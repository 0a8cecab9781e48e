use anyhow::Result;
use clap::{Arg, Command};
use std::path::PathBuf;
use std::time::Duration;
use tracing::{error, info, warn};

use shorts_crawler::{
    Config, ExclusionRegistry, FilterSpec, FrontierCrawler, PageFetcher, RouteTable, VideoRecord,
    YoutubeSource,
};

#[tokio::main]
async fn main() -> Result<()> {
    let matches = Command::new("shorts-crawler")
        .version("0.1.0")
        .author("bloky")
        .about("Breadth-first discovery of short-form videos over related-video graphs")
        .arg(
            Arg::new("query")
                .value_name("QUERY")
                .help("Seed search query")
                .required(true),
        )
        .arg(
            Arg::new("count")
                .short('n')
                .long("count")
                .value_name("NUM")
                .help("How many matching videos to collect"),
        )
        .arg(
            Arg::new("min-duration")
                .long("min-duration")
                .value_name("SECS")
                .help("Only keep videos at least this long"),
        )
        .arg(
            Arg::new("max-duration")
                .long("max-duration")
                .value_name("SECS")
                .help("Only keep videos at most this long"),
        )
        .arg(
            Arg::new("min-views")
                .long("min-views")
                .value_name("NUM")
                .help("Only keep videos with at least this many views"),
        )
        .arg(
            Arg::new("max-views")
                .long("max-views")
                .value_name("NUM")
                .help("Only keep videos with at most this many views"),
        )
        .arg(
            Arg::new("max-age-days")
                .long("max-age-days")
                .value_name("DAYS")
                .help("Only keep videos published within the last N days"),
        )
        .arg(
            Arg::new("platform")
                .short('p')
                .long("platform")
                .value_name("NAME")
                .help("Platform entry to use from the route table"),
        )
        .arg(
            Arg::new("routes")
                .long("routes")
                .value_name("FILE")
                .help("Route table file"),
        )
        .arg(
            Arg::new("exclusions")
                .long("exclusions")
                .value_name("FILE")
                .help("Already-processed video store"),
        )
        .arg(
            Arg::new("config")
                .short('c')
                .long("config")
                .value_name("FILE")
                .help("Configuration file"),
        )
        .arg(
            Arg::new("stream")
                .long("stream")
                .help("Emit matches as they are discovered instead of collecting a batch")
                .action(clap::ArgAction::SetTrue),
        )
        .arg(
            Arg::new("verbose")
                .short('v')
                .long("verbose")
                .help("Enable verbose logging")
                .action(clap::ArgAction::SetTrue),
        )
        .get_matches();

    let verbose = matches.get_flag("verbose");

    // Initialize logging
    tracing_subscriber::fmt()
        .with_env_filter(if verbose {
            "shorts_crawler=debug,info"
        } else {
            "shorts_crawler=info,warn"
        })
        .init();

    // Load configuration
    let mut config = match matches.get_one::<String>("config") {
        Some(path) => Config::from_file(path.as_ref())?,
        None => Config::load().unwrap_or_else(|e| {
            warn!("Failed to load config, using defaults: {}", e);
            Config::default()
        }),
    };

    // CLI flags override the file
    if let Some(platform) = matches.get_one::<String>("platform") {
        config.crawl.platform = platform.clone();
    }
    if let Some(path) = matches.get_one::<String>("exclusions") {
        config.exclusions.store_path = PathBuf::from(path);
    }
    let routes_from_cli = matches.get_one::<String>("routes").map(PathBuf::from);
    if let Some(path) = &routes_from_cli {
        config.routes.file = path.clone();
    }
    config.validate()?;

    let query = matches.get_one::<String>("query").unwrap();
    let count: Option<usize> = match matches.get_one::<String>("count") {
        Some(raw) => Some(raw.parse()?),
        None => None,
    };
    let filter = build_filter(&matches)?;
    let stream_mode = matches.get_flag("stream");

    info!("🚀 Shorts crawler starting...");
    info!("🔍 Seed query: {}", query);
    if verbose {
        info!("{}", config.summary());
    }

    // An explicitly named route table must exist; the configured default may
    // fall back to the built-in routes
    let route_table = if config.routes.file.exists() {
        RouteTable::load(&config.routes.file).await?
    } else if routes_from_cli.is_some() {
        error!("Route table not found: {}", config.routes.file.display());
        return Err(anyhow::anyhow!("Route table not found"));
    } else {
        warn!(
            "Route table {} not found, using built-in routes",
            config.routes.file.display()
        );
        RouteTable::builtin()
    };

    let fetcher = PageFetcher::new(
        Duration::from_secs(config.http.timeout_seconds),
        config.http.fetch_retries,
    );
    let source = YoutubeSource::from_table(&route_table, &config.crawl.platform, fetcher)?;
    let registry = ExclusionRegistry::open(&config.exclusions.store_path).await;
    let crawler = FrontierCrawler::new(source, registry);

    let start_time = std::time::Instant::now();
    let found = if stream_mode {
        // Matches print the moment the crawl discovers them; without an
        // explicit count the stream runs until the graph is exhausted
        let mut stream = crawler.stream_crawl(query, filter).await;
        let mut found = 0usize;
        while let Some(record) = stream.next().await {
            found += 1;
            emit(&record, found)?;
            if count.is_some_and(|target| found >= target) {
                break;
            }
        }
        info!("📊 Discovered {} unique videos along the way", stream.seen_count());
        found
    } else {
        let target = count.unwrap_or(config.crawl.default_target);
        let results = crawler.crawl(query, target, filter).await;
        for (index, record) in results.iter().enumerate() {
            emit(record, index + 1)?;
        }
        results.len()
    };
    let duration = start_time.elapsed();

    info!("🎉 Crawl completed in {:.2}s", duration.as_secs_f64());
    info!("✅ Matches found: {}", found);

    Ok(())
}

/// One JSON line per match on stdout, for downstream pipelines.
fn emit(record: &VideoRecord, index: usize) -> Result<()> {
    info!(
        "🎯 #{} {} ({} views): {}",
        index, record.id, record.views, record.title
    );
    println!("{}", serde_json::to_string(record)?);
    Ok(())
}

fn build_filter(matches: &clap::ArgMatches) -> Result<Option<FilterSpec>> {
    let spec = FilterSpec::new()
        .with_duration(
            parse_flag(matches, "min-duration")?,
            parse_flag(matches, "max-duration")?,
        )
        .with_views(
            parse_flag(matches, "min-views")?,
            parse_flag(matches, "max-views")?,
        );
    let spec = match parse_flag::<i64>(matches, "max-age-days")? {
        Some(days) => {
            let now = chrono::Utc::now();
            let after = chrono::Duration::try_days(days)
                .and_then(|window| now.checked_sub_signed(window))
                .ok_or_else(|| anyhow::anyhow!("--max-age-days out of range"))?;
            spec.with_published_window(Some(after), Some(now))
        }
        None => spec,
    };
    Ok(if spec.is_empty() { None } else { Some(spec) })
}

fn parse_flag<T>(matches: &clap::ArgMatches, name: &str) -> Result<Option<T>>
where
    T: std::str::FromStr,
    T::Err: std::error::Error + Send + Sync + 'static,
{
    match matches.get_one::<String>(name) {
        Some(raw) => Ok(Some(raw.parse()?)),
        None => Ok(None),
    }
}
☆ ☆ ☆ ☆ ☆ ☆ ☆
**TASK PROMPT**
Whenever a line above has the word "ArgMatches" in it, copy that line.

**EXPECTED OUTPUT**
fn build_filter(matches: &clap::ArgMatches) -> Result<Option<FilterSpec>> {
fn parse_flag<T>(matches: &clap::ArgMatches, name: &str) -> Result<Option<T>>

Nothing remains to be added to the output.